I consider Michel Legrand to be one of the great geniuses in music (film and otherwise) and perhaps my favorite living composer.
My top ten:
1. The Umbrellas of Cherbourg (a movie musical, but for me easily his best work) 2. The Happy Ending (genius scoring - amazing on album and mesmerizing in the film) 3. The Summer of '42 (short, but Heaven) 4. The Go-Between (hopefully the film recording exists) 5. The Young Girls of Rochefort (another movie musical, but the instrumental cue "Concerto" may be my single favorite Legrand piece out of everything he composed) 6. Bay of Angels 7. The Thomas Crown Affair 8. The Picasso Summer 9. Wuthering Heights 10. The Other Side of Midnight
Bubbling under the top ten are all of these, which are all excellent & basically tied for eleventh place: Le gang des otages, Le Mans, Brian's Song, The Hunter, The Mountain Men, Our Time, One is a Lonely Number, Donkey Skin, Castle Keep, Ice Station Zebra, Sweet November, Cleo from 5 to 7, Eva, Vivre sa vie, Band of Outsiders, A Woman is a Woman, and Lola.
I love his music for Yentl, but I prefer the symphonic suite to the songs as heard in the film.
Of his scores of the last fifteen years, of which there have been precious few (less than fifteen, in fact), I like The Blue Bicycle and La rancon de la gloire (his most recent) the best. I wish more filmmakers would hire him.
Going through his filmography there are still quite a lot of his scores I haven't heard - a few of these are out there but a great deal of titles are still unreleased.
I would love to hear his rejected score for Max Rose someday.
Michel Legrand is equally important as a composer and as an arranger, and I don't think you can get a full picture of his contributions unless you include both in the same conversation.
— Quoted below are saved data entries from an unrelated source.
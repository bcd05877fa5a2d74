//! Orchestrator: gate → adapter → extractor → corrector → guarantor.
//!
//! Each request flows forward through the pipeline exactly once; there is no
//! retry loop in the serving path. The only suspending step is the
//! completion call, whose failure is fatal for the request.

use metrics::counter;
use serde::{Deserialize, Serialize};
use tracing::debug;

use crate::adapter::CompletionClient;
use crate::corrector;
use crate::error::ServiceError;
use crate::extract::{self, ParseConfidence};
use crate::gate;
use crate::lexicon::LexiconHandle;
use crate::paraphrase;
use crate::validate::LegalText;

/// Presentation-level confidence; a different axis than `parse_confidence`.
#[derive(Debug, Clone, Copy, PartialEq, Eq, Serialize, Deserialize)]
#[serde(rename_all = "lowercase")]
pub enum Confidence {
    High,
    Medium,
}

/// The outward contract of `/simplify`.
#[derive(Debug, Clone, Serialize, Deserialize)]
pub struct SimplifyResponse {
    pub response: String,
    pub category: String,
    pub confidence: Confidence,
    pub word_count: usize,
    pub parse_confidence: ParseConfidence,
}

/// Run the full pipeline for one validated request.
pub async fn simplify(
    text: &LegalText,
    lexicon: &LexiconHandle,
    client: &dyn CompletionClient,
    system_prompt: &str,
) -> Result<SimplifyResponse, ServiceError> {
    let word_count = text.word_count();
    let confidence = if word_count > 10 {
        Confidence::High
    } else {
        Confidence::Medium
    };

    // Fast path: short, obviously non-legal input skips the model call and
    // the rest of the pipeline; the trimmed input is echoed back verbatim.
    if lexicon.with(|lex| gate::should_fast_path(text, lex)) {
        counter!("simplify_fast_path_total").increment(1);
        debug!(word_count, "fast-path gate tripped");
        return Ok(SimplifyResponse {
            response: text.as_str().to_string(),
            category: crate::category::Category::Other.label().to_string(),
            confidence,
            word_count,
            parse_confidence: ParseConfidence::Heuristic,
        });
    }

    let reply = client
        .classify(system_prompt, text.as_str())
        .await
        .map_err(|e| {
            counter!("simplify_provider_errors_total").increment(1);
            ServiceError::Provider(e)
        })?;

    let extraction = lexicon.with(|lex| extract::extract(&reply, text.as_str(), lex));
    counter!(
        "simplify_parse_tier_total",
        "tier" => extraction.parse_confidence.as_str()
    )
    .increment(1);

    let correction = lexicon.with(|lex| corrector::correct(text.as_str(), lex, extraction.category));
    if correction.changed() {
        counter!("simplify_corrector_overrides_total").increment(1);
        debug!(rules = ?correction.applied, "corrector override");
    }

    // The explicit "adjusted" marker: a high-confidence extraction that the
    // corrector overrode. Lower tiers are never upgraded.
    let parse_confidence =
        if correction.changed() && extraction.parse_confidence == ParseConfidence::High {
            ParseConfidence::Adjusted
        } else {
            extraction.parse_confidence
        };

    let response = paraphrase::guarantee(text.as_str(), &extraction.plain_english, correction.category);

    Ok(SimplifyResponse {
        response,
        category: correction.category.label().to_string(),
        confidence,
        word_count,
        parse_confidence,
    })
}
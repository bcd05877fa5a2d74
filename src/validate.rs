//! Input validation. Rejects text outside the length bounds before the
//! pipeline ever sees it; the validated value is immutable afterwards.

use crate::error::ValidationError;

pub const MIN_CHARS: usize = 10;
pub const MAX_CHARS: usize = 2000;

/// A validated legal-text snippet. Trimmed, non-blank, 10–2000 chars.
#[derive(Debug, Clone, PartialEq, Eq)]
pub struct LegalText(String);

impl LegalText {
    pub fn parse(raw: &str) -> Result<Self, ValidationError> {
        let trimmed = raw.trim();
        if trimmed.is_empty() {
            return Err(ValidationError::Blank);
        }
        let n = trimmed.chars().count();
        if n < MIN_CHARS {
            return Err(ValidationError::TooShort { chars: n, min: MIN_CHARS });
        }
        if n > MAX_CHARS {
            return Err(ValidationError::TooLong { chars: n, max: MAX_CHARS });
        }
        Ok(Self(trimmed.to_string()))
    }

    pub fn as_str(&self) -> &str {
        &self.0
    }

    /// Whitespace-separated token count; the `word_count` of the response.
    pub fn word_count(&self) -> usize {
        self.0.split_whitespace().count()
    }
}

impl std::fmt::Display for LegalText {
    fn fmt(&self, f: &mut std::fmt::Formatter<'_>) -> std::fmt::Result {
        f.write_str(&self.0)
    }
}
//! System prompt loading: file override in dev, embedded default otherwise.

use std::fs;
use std::path::PathBuf;

pub const DEFAULT_PROMPT_PATH: &str = "prompts/legal_assistant.txt";
pub const ENV_PROMPT_PATH: &str = "PROMPT_PATH";

const DEFAULT_PROMPT: &str = include_str!("../prompts/legal_assistant.txt");

/// Read the system prompt at startup. Falls back to the embedded template
/// when the file is missing.
pub fn load_system_prompt() -> String {
    let path = std::env::var(ENV_PROMPT_PATH)
        .map(PathBuf::from)
        .unwrap_or_else(|_| PathBuf::from(DEFAULT_PROMPT_PATH));
    fs::read_to_string(&path).unwrap_or_else(|_| DEFAULT_PROMPT.to_string())
}
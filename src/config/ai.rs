// src/config/ai.rs
use serde::{Deserialize, Serialize};
use std::{env, fs, path::Path};

fn default_model() -> String {
    "gpt-4o-mini".to_string()
}
fn default_timeout_secs() -> u64 {
    10
}

#[derive(Debug, Clone, Serialize, Deserialize)]
pub struct AiConfig {
    pub enabled: bool,
    /// "openai" | "claude" (case-insensitive)
    pub provider: String,
    /// "ENV" means: read from OPENAI_API_KEY / CLAUDE_API_KEY (by provider)
    pub api_key: String,
    #[serde(default = "default_model")]
    pub model: String,
    /// Bounded per-request timeout for the completion call.
    #[serde(default = "default_timeout_secs")]
    pub timeout_secs: u64,
}

impl Default for AiConfig {
    fn default() -> Self {
        Self {
            enabled: false,
            provider: "openai".to_string(),
            api_key: String::new(),
            model: default_model(),
            timeout_secs: default_timeout_secs(),
        }
    }
}

impl AiConfig {
    pub fn load_from_file<P: AsRef<Path>>(path: P) -> anyhow::Result<Self> {
        let data = fs::read_to_string(path)?;
        let mut cfg: AiConfig = serde_json::from_str(&data)?;

        // Normalize provider
        cfg.provider = cfg.provider.to_lowercase();

        // Resolve api key if "ENV" (only when the provider is actually on)
        if cfg.enabled && cfg.api_key.trim().eq_ignore_ascii_case("env") {
            cfg.api_key = match cfg.provider.as_str() {
                "openai" => env::var("OPENAI_API_KEY")
                    .map_err(|_| anyhow::anyhow!("Missing OPENAI_API_KEY env var"))?,
                "claude" => env::var("CLAUDE_API_KEY")
                    .map_err(|_| anyhow::anyhow!("Missing CLAUDE_API_KEY env var"))?,
                other => anyhow::bail!("Unsupported provider in config: {other}"),
            };
        }

        if cfg.timeout_secs == 0 {
            cfg.timeout_secs = default_timeout_secs();
        }

        Ok(cfg)
    }

    /// Load from `path`, falling back to a disabled default when the file is
    /// missing or unreadable (so local runs work without any setup).
    pub fn load_or_default<P: AsRef<Path>>(path: P) -> Self {
        Self::load_from_file(path).unwrap_or_default()
    }
}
So, here some of my favorites, in no order:
Legrand Jazz Michel Legrand Plays Richard Rogers Eva Lola La Piscine Wuthering Heights Umbrellas of Cherbourg orchestral suite - the arrangement on the Columbia LP The Go-Between themes and variations The Young Girls of Rochefort instrumental album on UA The Thomas Crown Affair Communication '72 (with Stan Getz) Images (with Phil Woods)
Thomas Crown Affair The Umbrellas of Cherbourg Yentl The Happy Ending Cops and Robbers The Other Side Of Midnight Le Mans Pretty Polly Le Piscine Never Say, Never Again
There was a time when a thread on Michel Legrand would have generated more conversation here. I guess those days are gone...
Sadly, Legrand has kind of fallen out of favor. This recent article on RogerEbert.com about "The Other Side of Midnight" dismisses his score as "syrupy" (ugh, also what the "Max Rose" Cannes reviews said about his subsequently rejected score), "overbearing," and "great to play at your next fondue party" - good God you'd think the author was writing about Mantovani.
The author suggests that Miklos Rozsa should've scored it, which is a perfectly reasonable opinion and shows that she knows about film music, but it some pains me to read such trashing of Legrand, whose score for "Midnight" is a sweeping, glorious, epic work that is marvelously orchestrated and performed.